* _EXERCISE PROMPT_: Return every line from the one with "self.state.lock().unwrap().failing_reads.insert(kind);" through the one with "pub fn events(&self)", inclusive, exactly as it appears below.

Stored items from a collection:

■ ■ ■ ■ ■ ■ ■

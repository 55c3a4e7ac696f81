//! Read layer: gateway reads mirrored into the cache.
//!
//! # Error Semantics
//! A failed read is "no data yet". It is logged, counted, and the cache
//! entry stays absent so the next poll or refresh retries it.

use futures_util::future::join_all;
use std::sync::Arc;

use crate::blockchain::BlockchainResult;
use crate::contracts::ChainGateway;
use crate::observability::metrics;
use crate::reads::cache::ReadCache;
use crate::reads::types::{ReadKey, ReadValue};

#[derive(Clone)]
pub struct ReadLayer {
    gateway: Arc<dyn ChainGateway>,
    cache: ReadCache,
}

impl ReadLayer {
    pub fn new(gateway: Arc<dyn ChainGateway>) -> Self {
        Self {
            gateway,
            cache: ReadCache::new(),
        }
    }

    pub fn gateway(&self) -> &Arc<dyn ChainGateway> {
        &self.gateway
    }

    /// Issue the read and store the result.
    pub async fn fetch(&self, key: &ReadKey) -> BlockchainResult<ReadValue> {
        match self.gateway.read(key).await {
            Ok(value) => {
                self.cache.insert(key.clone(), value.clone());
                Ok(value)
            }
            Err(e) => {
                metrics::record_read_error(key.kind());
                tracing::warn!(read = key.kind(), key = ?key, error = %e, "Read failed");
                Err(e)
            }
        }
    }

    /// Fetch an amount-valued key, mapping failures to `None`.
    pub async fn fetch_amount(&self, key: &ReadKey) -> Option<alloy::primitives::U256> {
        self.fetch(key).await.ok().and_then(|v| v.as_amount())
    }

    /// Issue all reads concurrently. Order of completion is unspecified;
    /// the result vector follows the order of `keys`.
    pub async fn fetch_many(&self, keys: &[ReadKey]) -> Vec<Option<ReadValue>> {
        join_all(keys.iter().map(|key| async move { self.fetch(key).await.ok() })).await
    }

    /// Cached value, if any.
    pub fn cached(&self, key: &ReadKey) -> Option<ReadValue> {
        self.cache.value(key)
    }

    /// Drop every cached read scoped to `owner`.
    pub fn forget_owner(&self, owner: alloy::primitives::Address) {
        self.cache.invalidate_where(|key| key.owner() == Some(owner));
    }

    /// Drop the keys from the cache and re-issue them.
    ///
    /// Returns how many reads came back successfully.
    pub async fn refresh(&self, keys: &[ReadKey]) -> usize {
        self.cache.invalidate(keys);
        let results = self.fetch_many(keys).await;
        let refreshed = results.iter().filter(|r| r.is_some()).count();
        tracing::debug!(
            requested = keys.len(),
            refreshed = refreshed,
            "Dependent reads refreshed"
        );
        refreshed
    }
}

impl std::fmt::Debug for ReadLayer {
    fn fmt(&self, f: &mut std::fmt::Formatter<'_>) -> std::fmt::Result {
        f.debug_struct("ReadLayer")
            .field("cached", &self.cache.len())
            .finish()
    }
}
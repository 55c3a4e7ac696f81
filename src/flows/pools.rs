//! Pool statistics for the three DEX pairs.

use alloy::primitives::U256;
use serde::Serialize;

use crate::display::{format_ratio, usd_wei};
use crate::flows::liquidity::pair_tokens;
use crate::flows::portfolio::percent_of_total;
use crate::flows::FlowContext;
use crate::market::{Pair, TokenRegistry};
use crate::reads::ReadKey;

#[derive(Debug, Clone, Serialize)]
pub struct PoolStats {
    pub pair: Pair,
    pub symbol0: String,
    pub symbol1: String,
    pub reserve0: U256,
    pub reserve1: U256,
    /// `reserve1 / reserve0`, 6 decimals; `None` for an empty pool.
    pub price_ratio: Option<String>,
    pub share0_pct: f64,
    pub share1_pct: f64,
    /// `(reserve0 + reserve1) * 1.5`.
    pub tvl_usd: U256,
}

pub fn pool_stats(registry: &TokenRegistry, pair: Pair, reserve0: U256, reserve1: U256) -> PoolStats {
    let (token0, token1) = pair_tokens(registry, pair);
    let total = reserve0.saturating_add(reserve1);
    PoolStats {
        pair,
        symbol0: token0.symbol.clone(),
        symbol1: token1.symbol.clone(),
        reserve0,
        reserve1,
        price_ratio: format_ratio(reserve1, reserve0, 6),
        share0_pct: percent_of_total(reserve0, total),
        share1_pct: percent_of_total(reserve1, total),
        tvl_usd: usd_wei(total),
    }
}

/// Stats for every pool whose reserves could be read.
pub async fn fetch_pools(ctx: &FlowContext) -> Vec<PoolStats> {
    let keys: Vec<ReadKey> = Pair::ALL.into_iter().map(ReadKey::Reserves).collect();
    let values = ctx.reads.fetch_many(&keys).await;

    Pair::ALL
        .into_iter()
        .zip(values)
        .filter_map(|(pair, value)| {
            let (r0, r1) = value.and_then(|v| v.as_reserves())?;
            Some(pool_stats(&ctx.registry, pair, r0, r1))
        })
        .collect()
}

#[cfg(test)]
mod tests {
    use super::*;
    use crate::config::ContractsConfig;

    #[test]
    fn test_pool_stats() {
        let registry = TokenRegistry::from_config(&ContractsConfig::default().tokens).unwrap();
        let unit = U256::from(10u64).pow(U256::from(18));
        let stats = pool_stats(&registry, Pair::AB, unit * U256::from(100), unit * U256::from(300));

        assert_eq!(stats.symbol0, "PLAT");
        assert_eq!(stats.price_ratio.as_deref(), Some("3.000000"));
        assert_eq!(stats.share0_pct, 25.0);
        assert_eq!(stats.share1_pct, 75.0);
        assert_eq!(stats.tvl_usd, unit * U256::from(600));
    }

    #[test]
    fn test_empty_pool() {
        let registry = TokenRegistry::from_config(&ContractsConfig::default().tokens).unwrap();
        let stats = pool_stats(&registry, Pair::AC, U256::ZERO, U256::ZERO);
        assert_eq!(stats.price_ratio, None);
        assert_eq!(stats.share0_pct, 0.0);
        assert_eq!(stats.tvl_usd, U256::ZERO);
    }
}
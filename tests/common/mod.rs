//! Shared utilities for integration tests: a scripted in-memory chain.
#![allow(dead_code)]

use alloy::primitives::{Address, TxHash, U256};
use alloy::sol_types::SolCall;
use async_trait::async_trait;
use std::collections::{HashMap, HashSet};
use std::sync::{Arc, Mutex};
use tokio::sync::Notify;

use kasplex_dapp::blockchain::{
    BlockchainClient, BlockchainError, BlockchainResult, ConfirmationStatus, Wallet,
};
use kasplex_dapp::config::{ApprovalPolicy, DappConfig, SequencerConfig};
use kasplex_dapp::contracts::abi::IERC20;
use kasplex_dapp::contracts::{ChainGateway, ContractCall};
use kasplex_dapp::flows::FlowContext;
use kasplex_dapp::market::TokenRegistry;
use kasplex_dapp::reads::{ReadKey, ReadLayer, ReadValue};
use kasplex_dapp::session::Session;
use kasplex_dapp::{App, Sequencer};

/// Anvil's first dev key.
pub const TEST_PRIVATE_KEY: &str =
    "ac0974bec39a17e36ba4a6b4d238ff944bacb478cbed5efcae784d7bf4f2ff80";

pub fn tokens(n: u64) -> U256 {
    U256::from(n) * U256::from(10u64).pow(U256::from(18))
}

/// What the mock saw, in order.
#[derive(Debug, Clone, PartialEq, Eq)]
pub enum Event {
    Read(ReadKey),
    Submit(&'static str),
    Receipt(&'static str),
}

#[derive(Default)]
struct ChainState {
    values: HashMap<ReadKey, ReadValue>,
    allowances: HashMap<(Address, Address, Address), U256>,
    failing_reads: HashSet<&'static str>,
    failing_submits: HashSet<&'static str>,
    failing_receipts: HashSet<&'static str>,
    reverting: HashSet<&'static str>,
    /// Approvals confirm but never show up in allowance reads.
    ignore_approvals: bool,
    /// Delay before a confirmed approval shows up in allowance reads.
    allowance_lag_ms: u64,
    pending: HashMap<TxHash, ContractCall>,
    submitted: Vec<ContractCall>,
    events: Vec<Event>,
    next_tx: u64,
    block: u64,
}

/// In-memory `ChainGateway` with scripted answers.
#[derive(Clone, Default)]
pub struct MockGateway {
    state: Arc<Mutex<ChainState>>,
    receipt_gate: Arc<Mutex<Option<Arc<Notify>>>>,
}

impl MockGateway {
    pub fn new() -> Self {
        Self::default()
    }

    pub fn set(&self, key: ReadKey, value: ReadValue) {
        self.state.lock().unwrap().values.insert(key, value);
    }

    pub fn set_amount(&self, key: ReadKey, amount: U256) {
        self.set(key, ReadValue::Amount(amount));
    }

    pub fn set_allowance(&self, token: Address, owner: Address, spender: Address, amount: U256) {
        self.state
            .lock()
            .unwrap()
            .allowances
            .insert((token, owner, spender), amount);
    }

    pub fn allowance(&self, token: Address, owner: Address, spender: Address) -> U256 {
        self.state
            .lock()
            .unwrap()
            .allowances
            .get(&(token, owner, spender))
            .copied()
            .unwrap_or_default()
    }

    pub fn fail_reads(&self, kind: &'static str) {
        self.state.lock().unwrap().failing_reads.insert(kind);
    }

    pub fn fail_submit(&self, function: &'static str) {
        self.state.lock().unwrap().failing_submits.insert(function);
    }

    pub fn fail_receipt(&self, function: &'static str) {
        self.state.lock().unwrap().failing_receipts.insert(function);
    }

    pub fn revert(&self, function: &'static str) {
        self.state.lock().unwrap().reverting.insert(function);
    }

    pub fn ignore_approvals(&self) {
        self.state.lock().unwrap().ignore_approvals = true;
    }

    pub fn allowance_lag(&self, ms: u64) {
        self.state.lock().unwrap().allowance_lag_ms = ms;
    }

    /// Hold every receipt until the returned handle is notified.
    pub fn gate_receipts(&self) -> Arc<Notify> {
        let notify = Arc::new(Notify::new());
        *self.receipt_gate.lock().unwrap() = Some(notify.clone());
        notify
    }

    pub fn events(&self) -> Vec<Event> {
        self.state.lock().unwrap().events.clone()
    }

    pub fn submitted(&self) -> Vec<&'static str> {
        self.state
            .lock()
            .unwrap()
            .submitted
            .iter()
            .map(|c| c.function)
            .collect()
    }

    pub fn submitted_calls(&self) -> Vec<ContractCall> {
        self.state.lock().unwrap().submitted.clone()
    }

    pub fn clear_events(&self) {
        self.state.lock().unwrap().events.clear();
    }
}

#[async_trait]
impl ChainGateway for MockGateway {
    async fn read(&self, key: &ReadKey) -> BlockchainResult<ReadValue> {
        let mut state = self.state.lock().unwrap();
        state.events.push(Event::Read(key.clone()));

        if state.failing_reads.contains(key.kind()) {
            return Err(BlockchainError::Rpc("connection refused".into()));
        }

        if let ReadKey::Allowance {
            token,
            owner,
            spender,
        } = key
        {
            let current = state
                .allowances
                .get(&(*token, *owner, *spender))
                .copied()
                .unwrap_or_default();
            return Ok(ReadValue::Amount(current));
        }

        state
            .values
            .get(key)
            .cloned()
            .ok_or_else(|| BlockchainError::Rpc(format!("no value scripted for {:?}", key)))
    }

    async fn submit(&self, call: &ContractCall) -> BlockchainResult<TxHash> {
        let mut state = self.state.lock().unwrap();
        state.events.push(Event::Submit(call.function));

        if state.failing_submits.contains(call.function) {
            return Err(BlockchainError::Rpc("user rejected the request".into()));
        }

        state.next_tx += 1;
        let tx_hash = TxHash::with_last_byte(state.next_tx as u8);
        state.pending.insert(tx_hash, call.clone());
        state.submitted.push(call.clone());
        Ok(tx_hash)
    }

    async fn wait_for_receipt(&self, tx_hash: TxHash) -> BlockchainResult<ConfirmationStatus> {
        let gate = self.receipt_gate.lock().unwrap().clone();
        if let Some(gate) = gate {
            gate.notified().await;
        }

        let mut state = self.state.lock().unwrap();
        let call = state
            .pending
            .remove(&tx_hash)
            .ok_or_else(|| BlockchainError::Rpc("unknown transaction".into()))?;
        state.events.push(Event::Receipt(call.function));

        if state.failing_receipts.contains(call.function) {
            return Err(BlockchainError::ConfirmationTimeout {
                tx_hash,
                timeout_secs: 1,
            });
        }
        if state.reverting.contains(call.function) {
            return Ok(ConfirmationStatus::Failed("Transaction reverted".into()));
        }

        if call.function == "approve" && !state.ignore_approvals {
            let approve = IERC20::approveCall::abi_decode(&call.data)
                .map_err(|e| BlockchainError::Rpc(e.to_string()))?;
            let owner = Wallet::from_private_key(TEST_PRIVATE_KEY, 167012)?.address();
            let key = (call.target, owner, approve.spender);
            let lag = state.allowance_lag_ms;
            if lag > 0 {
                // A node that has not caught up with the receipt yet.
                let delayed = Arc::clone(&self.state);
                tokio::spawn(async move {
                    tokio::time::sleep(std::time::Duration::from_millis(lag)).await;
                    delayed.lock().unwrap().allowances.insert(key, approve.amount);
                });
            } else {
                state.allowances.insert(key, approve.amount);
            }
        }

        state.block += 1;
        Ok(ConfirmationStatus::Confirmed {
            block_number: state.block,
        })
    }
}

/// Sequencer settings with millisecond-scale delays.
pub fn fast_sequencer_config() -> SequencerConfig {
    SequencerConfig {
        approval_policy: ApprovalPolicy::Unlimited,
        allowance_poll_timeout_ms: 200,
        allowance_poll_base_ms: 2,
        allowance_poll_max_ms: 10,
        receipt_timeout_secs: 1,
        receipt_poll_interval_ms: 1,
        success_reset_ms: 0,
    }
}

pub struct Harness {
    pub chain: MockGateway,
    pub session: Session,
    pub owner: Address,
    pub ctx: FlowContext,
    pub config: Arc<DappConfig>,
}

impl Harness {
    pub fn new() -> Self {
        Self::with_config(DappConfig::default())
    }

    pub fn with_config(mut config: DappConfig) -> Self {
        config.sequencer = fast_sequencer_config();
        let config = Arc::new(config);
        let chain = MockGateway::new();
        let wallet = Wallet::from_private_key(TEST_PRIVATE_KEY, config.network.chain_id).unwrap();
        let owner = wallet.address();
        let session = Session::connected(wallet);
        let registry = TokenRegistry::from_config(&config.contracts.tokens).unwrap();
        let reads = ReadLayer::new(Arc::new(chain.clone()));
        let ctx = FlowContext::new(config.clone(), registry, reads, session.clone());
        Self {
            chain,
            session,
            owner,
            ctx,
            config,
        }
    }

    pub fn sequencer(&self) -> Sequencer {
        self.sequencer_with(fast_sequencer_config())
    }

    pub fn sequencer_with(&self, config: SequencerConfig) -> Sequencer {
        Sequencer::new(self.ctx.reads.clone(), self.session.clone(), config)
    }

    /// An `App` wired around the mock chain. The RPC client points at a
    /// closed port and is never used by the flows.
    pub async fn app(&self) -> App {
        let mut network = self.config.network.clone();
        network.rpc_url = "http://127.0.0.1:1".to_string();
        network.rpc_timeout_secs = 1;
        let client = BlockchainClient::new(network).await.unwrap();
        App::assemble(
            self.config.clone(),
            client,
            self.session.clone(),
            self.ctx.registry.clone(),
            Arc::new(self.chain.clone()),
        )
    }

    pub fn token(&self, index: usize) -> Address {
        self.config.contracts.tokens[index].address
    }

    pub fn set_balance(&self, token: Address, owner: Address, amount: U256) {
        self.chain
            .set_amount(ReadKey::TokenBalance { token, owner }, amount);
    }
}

■ ■ ■ ■ ■ ■ ■

* _EXERCISE ANSWER_:
        self.state.lock().unwrap().failing_reads.insert(kind);
    }

    pub fn fail_submit(&self, function: &'static str) {
        self.state.lock().unwrap().failing_submits.insert(function);
    }

    pub fn fail_receipt(&self, function: &'static str) {
        self.state.lock().unwrap().failing_receipts.insert(function);
    }

    pub fn revert(&self, function: &'static str) {
        self.state.lock().unwrap().reverting.insert(function);
    }

    pub fn ignore_approvals(&self) {
        self.state.lock().unwrap().ignore_approvals = true;
    }

    pub fn allowance_lag(&self, ms: u64) {
        self.state.lock().unwrap().allowance_lag_ms = ms;
    }

    /// Hold every receipt until the returned handle is notified.
    pub fn gate_receipts(&self) -> Arc<Notify> {
        let notify = Arc::new(Notify::new());
        *self.receipt_gate.lock().unwrap() = Some(notify.clone());
        notify
    }

    pub fn events(&self) -> Vec<Event> {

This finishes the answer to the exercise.